Wall Street’s soap opera, Avis edition
Avis Budget spent its Q1 call doing two jobs at once: talking up the actual business and swatting away the circus around CAR stock. CEO Brian Choi said the company’s recent volatility was driven by a massive short squeeze, then made it clear Avis isn’t looking to play games with its own share price.
The numbers were less chaotic
Under the hood, the quarter looked a lot more boring — in a good way. Revenue came in at $2.5 billion, ahead of expectations, while adjusted EBITDA was a loss of $113 million. More importantly, the Americas segment posted positive pricing growth for the first time in 10 quarters, which is the kind of trend investors actually want to see instead of another headline about hedge funds doing hedge-fund things.
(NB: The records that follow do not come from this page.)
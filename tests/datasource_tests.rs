use std::sync::atomic::{AtomicUsize, Ordering};
use std::sync::Arc;
use std::time::Duration;

use serde_json::{json, Value};
use tokio::runtime::Runtime;
use viewsync::data::memory::{CachedMemoryQuery, MemorySource};
use viewsync::data::source::{
    DataSource, DataSourceAdapter, FetchParams, FetchResult, PageInfo,
};

fn counted_source(counter: Arc<AtomicUsize>) -> DataSource {
    DataSource::callback(move |params: FetchParams| {
        let counter = Arc::clone(&counter);
        async move {
            counter.fetch_add(1, Ordering::SeqCst);
            Ok(FetchResult {
                items: vec![json!({"page": params.page})],
                pagination: PageInfo::for_total(params.page, params.limit, 100),
            })
        }
    })
}

fn pump_until_settled(adapter: &mut DataSourceAdapter) {
    for _ in 0..200 {
        adapter.pump();
        let snapshot = adapter.snapshot();
        if !snapshot.is_loading && (snapshot.is_success || snapshot.is_error) {
            return;
        }
        std::thread::sleep(Duration::from_millis(2));
    }
    panic!("adapter never settled");
}

fn people(n: usize) -> Vec<Value> {
    (1..=n)
        .map(|i| json!({"id": i, "name": format!("Person {}", i)}))
        .collect()
}

#[test]
fn test_identical_inputs_do_not_refetch() {
    let runtime = Runtime::new().unwrap();
    let fetches = Arc::new(AtomicUsize::new(0));
    let mut adapter = DataSourceAdapter::new(
        counted_source(Arc::clone(&fetches)),
        runtime.handle().clone(),
    );

    let params = FetchParams {
        page: 1,
        limit: 10,
        ..FetchParams::default()
    };
    adapter.sync(params.clone());
    pump_until_settled(&mut adapter);
    assert_eq!(fetches.load(Ordering::SeqCst), 1);

    // The same inputs arrive every tick; none of them fetch.
    adapter.sync(params.clone());
    adapter.sync(params.clone());
    adapter.pump();
    assert_eq!(fetches.load(Ordering::SeqCst), 1);

    adapter.sync(FetchParams {
        page: 2,
        limit: 10,
        ..FetchParams::default()
    });
    pump_until_settled(&mut adapter);
    assert_eq!(fetches.load(Ordering::SeqCst), 2);
    assert_eq!(adapter.items()[0]["page"], json!(2));
}

#[test]
fn test_invalidate_refetches_same_inputs() {
    let runtime = Runtime::new().unwrap();
    let fetches = Arc::new(AtomicUsize::new(0));
    let mut adapter = DataSourceAdapter::new(
        counted_source(Arc::clone(&fetches)),
        runtime.handle().clone(),
    );

    let params = FetchParams {
        page: 1,
        limit: 10,
        ..FetchParams::default()
    };
    adapter.sync(params.clone());
    pump_until_settled(&mut adapter);

    adapter.invalidate();
    adapter.sync(params);
    pump_until_settled(&mut adapter);
    assert_eq!(fetches.load(Ordering::SeqCst), 2);
}

#[test]
fn test_superseded_completion_is_dropped() {
    let runtime = Runtime::new().unwrap();
    let source = DataSource::callback(|params: FetchParams| async move {
        // Page 1 is slow; page 2 overtakes it.
        let delay = if params.page == 1 { 100 } else { 5 };
        tokio::time::sleep(Duration::from_millis(delay)).await;
        Ok(FetchResult {
            items: vec![json!({"page": params.page})],
            pagination: PageInfo::for_total(params.page, params.limit, 20),
        })
    });
    let mut adapter = DataSourceAdapter::new(source, runtime.handle().clone());

    adapter.sync(FetchParams {
        page: 1,
        limit: 10,
        ..FetchParams::default()
    });
    adapter.sync(FetchParams {
        page: 2,
        limit: 10,
        ..FetchParams::default()
    });
    pump_until_settled(&mut adapter);
    assert_eq!(adapter.items()[0]["page"], json!(2));

    // The slow page-1 result arrives later and must not win.
    std::thread::sleep(Duration::from_millis(150));
    adapter.pump();
    assert_eq!(adapter.items()[0]["page"], json!(2));
}

#[test]
fn test_managed_snapshots_mirror_immediately() {
    let runtime = Runtime::new().unwrap();
    let query = CachedMemoryQuery::new(MemorySource::new(people(3)));
    let mut adapter = DataSourceAdapter::new(DataSource::managed(query), runtime.handle().clone());

    adapter.sync(FetchParams {
        page: 1,
        limit: 2,
        ..FetchParams::default()
    });
    let snapshot = adapter.snapshot();
    assert!(snapshot.is_success, "cache-backed queries settle synchronously");
    assert_eq!(snapshot.items().len(), 2);
    assert_eq!(snapshot.page_info().unwrap().total_items, 3);

    adapter.sync(FetchParams {
        page: 2,
        limit: 2,
        ..FetchParams::default()
    });
    assert_eq!(adapter.items().len(), 1);
    assert_eq!(adapter.items()[0]["name"], json!("Person 3"));
}

#[test]
fn test_fetch_once_gathers_everything_for_both_styles() {
    let runtime = Runtime::new().unwrap();

    let source = MemorySource::new(people(35)).into_source();
    let mut adapter = DataSourceAdapter::new(source, runtime.handle().clone());
    let result = runtime
        .block_on(adapter.fetch_once(FetchParams {
            page: 1,
            limit: 35,
            ..FetchParams::default()
        }))
        .unwrap();
    assert_eq!(result.items.len(), 35);

    let query = CachedMemoryQuery::new(MemorySource::new(people(12)));
    let mut adapter = DataSourceAdapter::new(DataSource::managed(query), runtime.handle().clone());
    let result = runtime
        .block_on(adapter.fetch_once(FetchParams {
            page: 1,
            limit: 50,
            ..FetchParams::default()
        }))
        .unwrap();
    assert_eq!(result.items.len(), 12);
}

#[test]
fn test_failure_keeps_previous_items() {
    let runtime = Runtime::new().unwrap();
    let source = DataSource::callback(|params: FetchParams| async move {
        if params.page == 1 {
            Ok(FetchResult {
                items: people(3),
                pagination: PageInfo::for_total(1, params.limit, 3),
            })
        } else {
            Err(viewsync::error::FetchError::Network("down".to_string()))
        }
    });
    let mut adapter = DataSourceAdapter::new(source, runtime.handle().clone());

    adapter.sync(FetchParams {
        page: 1,
        limit: 10,
        ..FetchParams::default()
    });
    pump_until_settled(&mut adapter);
    assert_eq!(adapter.items().len(), 3);

    adapter.sync(FetchParams {
        page: 2,
        limit: 10,
        ..FetchParams::default()
    });
    pump_until_settled(&mut adapter);
    let snapshot = adapter.snapshot();
    assert!(snapshot.is_error);
    assert_eq!(snapshot.items().len(), 3, "stale rows beat an empty screen");
}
No “value extraction” moonshot
Choi also pushed back on the idea that Avis should have cashed in on the squeeze by issuing stock at elevated prices. His message was basically: we’re not here to turn the company into a trading toy. Management said it hasn’t bought or sold a share since 2024, and it raised full-year adjusted EBITDA guidance to $850 million to $1 billion.
Big picture: the stock drama may grab the headlines, but the real test is whether Avis can keep improving pricing, utilization, and fleet discipline without the market turning every quarter into a meme-stock rerun.